ACTION ITEM =>
Would you please return the lines of the entries below starting at the line that has "assert_eq!(raw.sections[0].start_address, 0x1000);" and ending at the line that has "writer.section(0x1000, vec![0; 64]);", both included, exactly as they are?

THE INPUT =>
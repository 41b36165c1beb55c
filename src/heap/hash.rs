//! Structural content hashing for duplicate detection.
//!
//! This module provides the 128-bit [`ContentHash`] and the [`ContentHasher`]
//! builder used to fingerprint an object's field values. Two objects at different
//! addresses hash equally exactly when their in-scope bytes match: primitive field
//! bytes, inline value-type fields, array elements up to the scan cap, and the
//! *type identity* of referenced objects. Addresses never enter the hash, which is
//! what makes the fingerprint structural.
//!
//! The digest is MD5: not cryptographically current, but fast, stable across runs
//! and platforms, and 128 bits is comfortably collision-free at heap scale
//! (hundreds of thousands of objects).
//!
//! # Example Usage
//!
//! ```rust,ignore
//! use heapscope::heap::hash::ContentHasher;
//!
//! let mut hasher = ContentHasher::new();
//! hasher.mix_u32(type_index);
//! hasher.mix_bytes(&field_bytes);
//! let hash = hasher.finalize();
//! ```

use std::fmt;

use md5::{Digest, Md5};

/// A 128-bit structural fingerprint of an object's field values.
#[derive(Debug, Clone, Copy, PartialEq, Eq, Hash, PartialOrd, Ord)]
pub struct ContentHash([u8; 16]);

impl ContentHash {
    /// The raw digest bytes.
    #[must_use]
    pub fn as_bytes(&self) -> &[u8; 16] {
        &self.0
    }
}

impl fmt::Display for ContentHash {
    fn fmt(&self, f: &mut fmt::Formatter<'_>) -> fmt::Result {
        for byte in &self.0 {
            write!(f, "{byte:02x}")?;
        }
        Ok(())
    }
}

/// Incremental builder for [`ContentHash`] values.
///
/// Components are mixed in walk order, so the hash is order-sensitive: the same
/// field values visited in a different order produce a different digest. Walks
/// must therefore be deterministic, which the field enumeration guarantees
/// (declaration order, base types first).
pub struct ContentHasher {
    digest: Md5,
}

impl ContentHasher {
    /// Create a fresh hasher.
    #[must_use]
    pub fn new() -> Self {
        ContentHasher { digest: Md5::new() }
    }

    /// Mix raw bytes into the digest.
    pub fn mix_bytes(&mut self, bytes: &[u8]) {
        self.digest.update(bytes);
    }

    /// Mix a 32-bit value into the digest.
    pub fn mix_u32(&mut self, value: u32) {
        self.digest.update(value.to_le_bytes());
    }

    /// Mix a 64-bit value into the digest.
    pub fn mix_u64(&mut self, value: u64) {
        self.digest.update(value.to_le_bytes());
    }

    /// Finalize and return the digest.
    #[must_use]
    pub fn finalize(self) -> ContentHash {
        ContentHash(self.digest.finalize().into())
    }
}

impl Default for ContentHasher {
    fn default() -> Self {
        Self::new()
    }
}

#[cfg(test)]
mod tests {
    use super::*;

    #[test]
    fn hash_deterministic() {
        let mut first = ContentHasher::new();
        first.mix_u32(42);
        first.mix_bytes(b"payload");

        let mut second = ContentHasher::new();
        second.mix_u32(42);
        second.mix_bytes(b"payload");

        assert_eq!(first.finalize(), second.finalize());
    }

    #[test]
    fn hash_order_sensitive() {
        let mut first = ContentHasher::new();
        first.mix_bytes(b"first");
        first.mix_bytes(b"second");

        let mut second = ContentHasher::new();
        second.mix_bytes(b"second");
        second.mix_bytes(b"first");

        assert_ne!(first.finalize(), second.finalize());
    }

    #[test]
    fn hash_single_byte_difference() {
        let mut first = ContentHasher::new();
        first.mix_bytes(&[1, 2, 3, 4]);

        let mut second = ContentHasher::new();
        second.mix_bytes(&[1, 2, 3, 5]);

        assert_ne!(first.finalize(), second.finalize());
    }

    #[test]
    fn display_is_hex() {
        let hash = ContentHasher::new().finalize();
        let rendered = format!("{hash}");
        assert_eq!(rendered.len(), 32);
        assert!(rendered.chars().all(|c| c.is_ascii_hexdigit()));
    }
}
//! Binary snapshot container decoding.
//!
//! A capture file is an opaque little-endian container produced by the capture
//! step. The layout is a fixed header followed by per-category chapters, each
//! length-prefixed:
//!
//! ```text
//! magic            b"HSNP"
//! version          u32 (currently 1)
//! vm info          6 x u32
//! sections         count, then per section: start u64, len u64, bytes
//! managed types    count, then per type: name, flags u32, size i32,
//!                  type info address u64, base-or-element i32, array rank u8,
//!                  fields (count, then name, offset u32, type u32, static u8),
//!                  static blob (len u32, bytes)
//! native types     count, then per type: name, base i32
//! native objects   count, then per object: name, address u64, size u64,
//!                  type u32, instance id i32, flags u8, hide flags u8
//! gc handles       count, then per handle: target address u64
//! managed objects  count, then per object: address u64, type u32, size u32
//!                  (0xFFFF_FFFF when the capture did not record a size)
//! ```
//!
//! Strings are `u32`-length-prefixed UTF-8. Index sentinels (`-1`) on the wire
//! are converted to [`Option`] at this boundary; nothing above this module ever
//! sees a sentinel integer.
//!
//! Structural corruption is detected here and in
//! [`Snapshot::initialize`](crate::snapshot::Snapshot::initialize) and reported
//! as a single fatal [`crate::Error`], rather than surfacing as thousands of
//! downstream lookup misses.

use crate::{
    file::parser::Parser,
    snapshot::{
        entities::{
            HideFlags, ManagedObject, ManagedTypeIndex, MemorySection, NativeObject,
            NativeObjectFlags, NativeTypeIndex,
        },
        types::{
            FieldDescription, ManagedType, ManagedTypeFlags, NativeType, VirtualMachineInfo,
        },
        RawSnapshot,
    },
    Error::NotSupported,
    Result,
};

/// Magic bytes at the start of every snapshot container.
pub const CONTAINER_MAGIC: [u8; 4] = *b"HSNP";

/// The container format version this crate understands.
pub const CONTAINER_VERSION: u32 = 1;

/// Smallest possible encoding of one record per chapter, used to reject
/// implausible chapter counts before allocating.
const MIN_SECTION_BYTES: usize = 16;
const MIN_TYPE_BYTES: usize = 29;
const MIN_NATIVE_TYPE_BYTES: usize = 8;
const MIN_NATIVE_OBJECT_BYTES: usize = 30;
const MIN_GC_HANDLE_BYTES: usize = 8;
const MIN_MANAGED_OBJECT_BYTES: usize = 16;

fn read_count(parser: &mut Parser<'_>, min_record_bytes: usize, what: &str) -> Result<usize> {
    let count = parser.read_le::<u32>()? as usize;

    // A count that cannot possibly fit in the remaining bytes means the file is
    // corrupt; fail before reserving memory for it.
    let Some(required) = count.checked_mul(min_record_bytes) else {
        return Err(malformed_error!("Implausible {} count {}", what, count));
    };
    if required > parser.remaining() {
        return Err(malformed_error!(
            "{} chapter declares {} records but only {} bytes remain",
            what,
            count,
            parser.remaining()
        ));
    }

    Ok(count)
}

fn read_optional_index(parser: &mut Parser<'_>, bound: usize, what: &str) -> Result<Option<u32>> {
    let raw = parser.read_le::<i32>()?;
    if raw < 0 {
        return Ok(None);
    }

    let index = raw as usize;
    if index >= bound {
        return Err(malformed_error!(
            "{} index {} out of range (have {})",
            what,
            index,
            bound
        ));
    }

    Ok(Some(raw as u32))
}

fn read_index(parser: &mut Parser<'_>, bound: usize, what: &str) -> Result<u32> {
    let raw = parser.read_le::<u32>()?;
    if raw as usize >= bound {
        return Err(malformed_error!(
            "{} index {} out of range (have {})",
            what,
            raw,
            bound
        ));
    }

    Ok(raw)
}

/// Decode a snapshot container from a byte buffer.
pub(crate) fn parse(data: &[u8]) -> Result<RawSnapshot> {
    if data.is_empty() {
        return Err(crate::Error::Empty);
    }

    let mut parser = Parser::new(data);

    let magic = parser.read_bytes(4)?;
    if magic != CONTAINER_MAGIC {
        return Err(malformed_error!(
            "Bad container magic {:02x?} (expected {:02x?})",
            magic,
            CONTAINER_MAGIC
        ));
    }

    let version = parser.read_le::<u32>()?;
    if version != CONTAINER_VERSION {
        return Err(NotSupported);
    }

    let vm = VirtualMachineInfo {
        pointer_size: parser.read_le::<u32>()?,
        object_header_size: parser.read_le::<u32>()?,
        array_header_size: parser.read_le::<u32>()?,
        array_bounds_offset_in_header: parser.read_le::<u32>()?,
        array_size_offset_in_header: parser.read_le::<u32>()?,
        allocation_granularity: parser.read_le::<u32>()?,
    };
    vm.validate()?;

    let sections = parse_sections(&mut parser)?;
    let managed_types = parse_managed_types(&mut parser)?;
    let native_types = parse_native_types(&mut parser)?;
    let native_objects = parse_native_objects(&mut parser, native_types.len())?;
    let gc_handle_targets = parse_gc_handles(&mut parser)?;
    let managed_objects = parse_managed_objects(&mut parser, managed_types.len())?;

    Ok(RawSnapshot {
        vm,
        sections,
        managed_types,
        native_types,
        native_objects,
        gc_handle_targets,
        managed_objects,
    })
}

fn parse_sections(parser: &mut Parser<'_>) -> Result<Vec<MemorySection>> {
    let count = read_count(parser, MIN_SECTION_BYTES, "section")?;

    let mut sections = Vec::with_capacity(count);
    for _ in 0..count {
        let start_address = parser.read_le::<u64>()?;
        let len = parser.read_le::<u64>()?;

        let Ok(len) = usize::try_from(len) else {
            return Err(malformed_error!("Section length {} does not fit memory", len));
        };

        let bytes = parser.read_bytes(len)?.to_vec();
        sections.push(MemorySection {
            start_address,
            bytes,
        });
    }

    Ok(sections)
}

fn parse_managed_types(parser: &mut Parser<'_>) -> Result<Vec<ManagedType>> {
    let count = read_count(parser, MIN_TYPE_BYTES, "managed type")?;

    let mut types = Vec::with_capacity(count);
    for _ in 0..count {
        let name = parser.read_prefixed_string_utf8()?;
        let flags = ManagedTypeFlags::from_bits_truncate(parser.read_le::<u32>()?);
        let size = parser.read_le::<i32>()?;
        let type_info_address = parser.read_le::<u64>()?;
        let base_or_element_type = read_optional_index(parser, count, "base-or-element type")?
            .map(ManagedTypeIndex::new);
        let rank = parser.read_le::<u8>()?;

        let array_rank = if flags.contains(ManagedTypeFlags::ARRAY) {
            if rank == 0 {
                return Err(malformed_error!("Array type '{}' with rank 0", name));
            }
            Some(rank)
        } else {
            None
        };

        let field_count = read_count(parser, 13, "field")?;
        let mut fields = Vec::with_capacity(field_count);
        for _ in 0..field_count {
            let field_name = parser.read_prefixed_string_utf8()?;
            let offset = parser.read_le::<u32>()?;
            let managed_type =
                ManagedTypeIndex::new(read_index(parser, count, "field type")?);
            let is_static = parser.read_le::<u8>()? != 0;

            fields.push(FieldDescription {
                name: field_name,
                offset,
                managed_type,
                is_static,
            });
        }

        let blob_len = parser.read_le::<u32>()? as usize;
        let static_field_bytes = parser.read_bytes(blob_len)?.to_vec();

        types.push(ManagedType {
            name,
            flags,
            size,
            type_info_address,
            base_or_element_type,
            array_rank,
            fields,
            static_field_bytes,
        });
    }

    Ok(types)
}

fn parse_native_types(parser: &mut Parser<'_>) -> Result<Vec<NativeType>> {
    let count = read_count(parser, MIN_NATIVE_TYPE_BYTES, "native type")?;

    let mut types = Vec::with_capacity(count);
    for _ in 0..count {
        let name = parser.read_prefixed_string_utf8()?;
        let base = read_optional_index(parser, count, "native base type")?.map(NativeTypeIndex::new);

        types.push(NativeType { name, base });
    }

    Ok(types)
}

fn parse_native_objects(parser: &mut Parser<'_>, type_count: usize) -> Result<Vec<NativeObject>> {
    let count = read_count(parser, MIN_NATIVE_OBJECT_BYTES, "native object")?;

    let mut objects = Vec::with_capacity(count);
    for _ in 0..count {
        let name = parser.read_prefixed_string_utf8()?;
        let address = parser.read_le::<u64>()?;
        let size = parser.read_le::<u64>()?;
        let native_type = NativeTypeIndex::new(read_index(parser, type_count, "native object type")?);
        let instance_id = parser.read_le::<i32>()?;
        let flags = NativeObjectFlags::from_bits_truncate(parser.read_le::<u8>()?);
        let hide_flags = HideFlags::from_bits_truncate(parser.read_le::<u8>()?);

        objects.push(NativeObject {
            name,
            address,
            size,
            native_type,
            instance_id,
            flags,
            hide_flags,
            managed_object: None,
        });
    }

    Ok(objects)
}

fn parse_gc_handles(parser: &mut Parser<'_>) -> Result<Vec<u64>> {
    let count = read_count(parser, MIN_GC_HANDLE_BYTES, "gc handle")?;

    let mut targets = Vec::with_capacity(count);
    for _ in 0..count {
        targets.push(parser.read_le::<u64>()?);
    }

    Ok(targets)
}

fn parse_managed_objects(parser: &mut Parser<'_>, type_count: usize) -> Result<Vec<ManagedObject>> {
    let count = read_count(parser, MIN_MANAGED_OBJECT_BYTES, "managed object")?;

    let mut objects = Vec::with_capacity(count);
    for _ in 0..count {
        let address = parser.read_le::<u64>()?;
        let managed_type =
            ManagedTypeIndex::new(read_index(parser, type_count, "managed object type")?);
        let raw_size = parser.read_le::<u32>()?;
        let size = (raw_size != u32::MAX).then_some(raw_size);

        objects.push(ManagedObject {
            address,
            managed_type,
            size,
            gc_handle: None,
            native_object: None,
        });
    }

    Ok(objects)
}

#[cfg(test)]
mod tests {
    use super::*;
    use crate::test::fixtures::ContainerWriter;

    #[test]
    fn empty_input() {
        assert!(matches!(parse(&[]), Err(crate::Error::Empty)));
    }

    #[test]
    fn bad_magic() {
        let data = b"NOPE\x01\x00\x00\x00";
        assert!(matches!(
            parse(data),
            Err(crate::Error::Malformed { .. })
        ));
    }

    #[test]
    fn unsupported_version() {
        let mut writer = ContainerWriter::new();
        writer.version = 99;
        let data = writer.finish();
        assert!(matches!(parse(&data), Err(NotSupported)));
    }

    #[test]
    fn minimal_container_round_trip() {
        let data = ContainerWriter::new().finish();
        let raw = parse(&data).unwrap();

        assert_eq!(raw.vm.pointer_size, 8);
        assert!(raw.sections.is_empty());
        assert!(raw.managed_types.is_empty());
        assert!(raw.managed_objects.is_empty());
    }

    #[test]
    fn section_bytes_survive() {
        let mut writer = ContainerWriter::new();
        writer.section(0x1000, vec![1, 2, 3, 4]);
        let raw = parse(&writer.finish()).unwrap();

        assert_eq!(raw.sections.len(), 1);
        assert_eq!(raw.sections[0].start_address, 0x1000);
        assert_eq!(raw.sections[0].bytes, vec![1, 2, 3, 4]);
    }

    #[test]
    fn truncated_chapter_is_rejected() {
        let mut writer = ContainerWriter::new();
        writer.section(0x1000, vec![0; 64]);
        let mut data = writer.finish();
        data.truncate(data.len() - 10);

        assert!(matches!(parse(&data), Err(crate::Error::OutOfBounds)));
    }

    #[test]
    fn implausible_count_is_rejected_before_allocation() {
        let mut data = ContainerWriter::new().finish_header_only();
        // Claim u32::MAX sections with no bytes behind the claim
        data.extend_from_slice(&u32::MAX.to_le_bytes());

        assert!(matches!(parse(&data), Err(crate::Error::Malformed { .. })));
    }

    #[test]
    fn field_type_out_of_range_is_rejected() {
        let mut writer = ContainerWriter::new();
        writer.raw_type("Broken", 0, 8, 0xAA00, -1, 0, &[("f", 16, 7, false)], &[]);
        assert!(matches!(
            parse(&writer.finish()),
            Err(crate::Error::Malformed { .. })
        ));
    }

    #[test]
    fn unknown_size_becomes_none() {
        let mut writer = ContainerWriter::new();
        writer.raw_type("System.Object", 0, 16, 0xAA00, -1, 0, &[], &[]);
        writer.managed_object(0x1000, 0, u32::MAX);
        let raw = parse(&writer.finish()).unwrap();

        assert_eq!(raw.managed_objects[0].size, None);
    }
}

RESPONSE =>
        assert_eq!(raw.sections[0].start_address, 0x1000);
        assert_eq!(raw.sections[0].bytes, vec![1, 2, 3, 4]);
    }

    #[test]
    fn truncated_chapter_is_rejected() {
        let mut writer = ContainerWriter::new();
        writer.section(0x1000, vec![0; 64]);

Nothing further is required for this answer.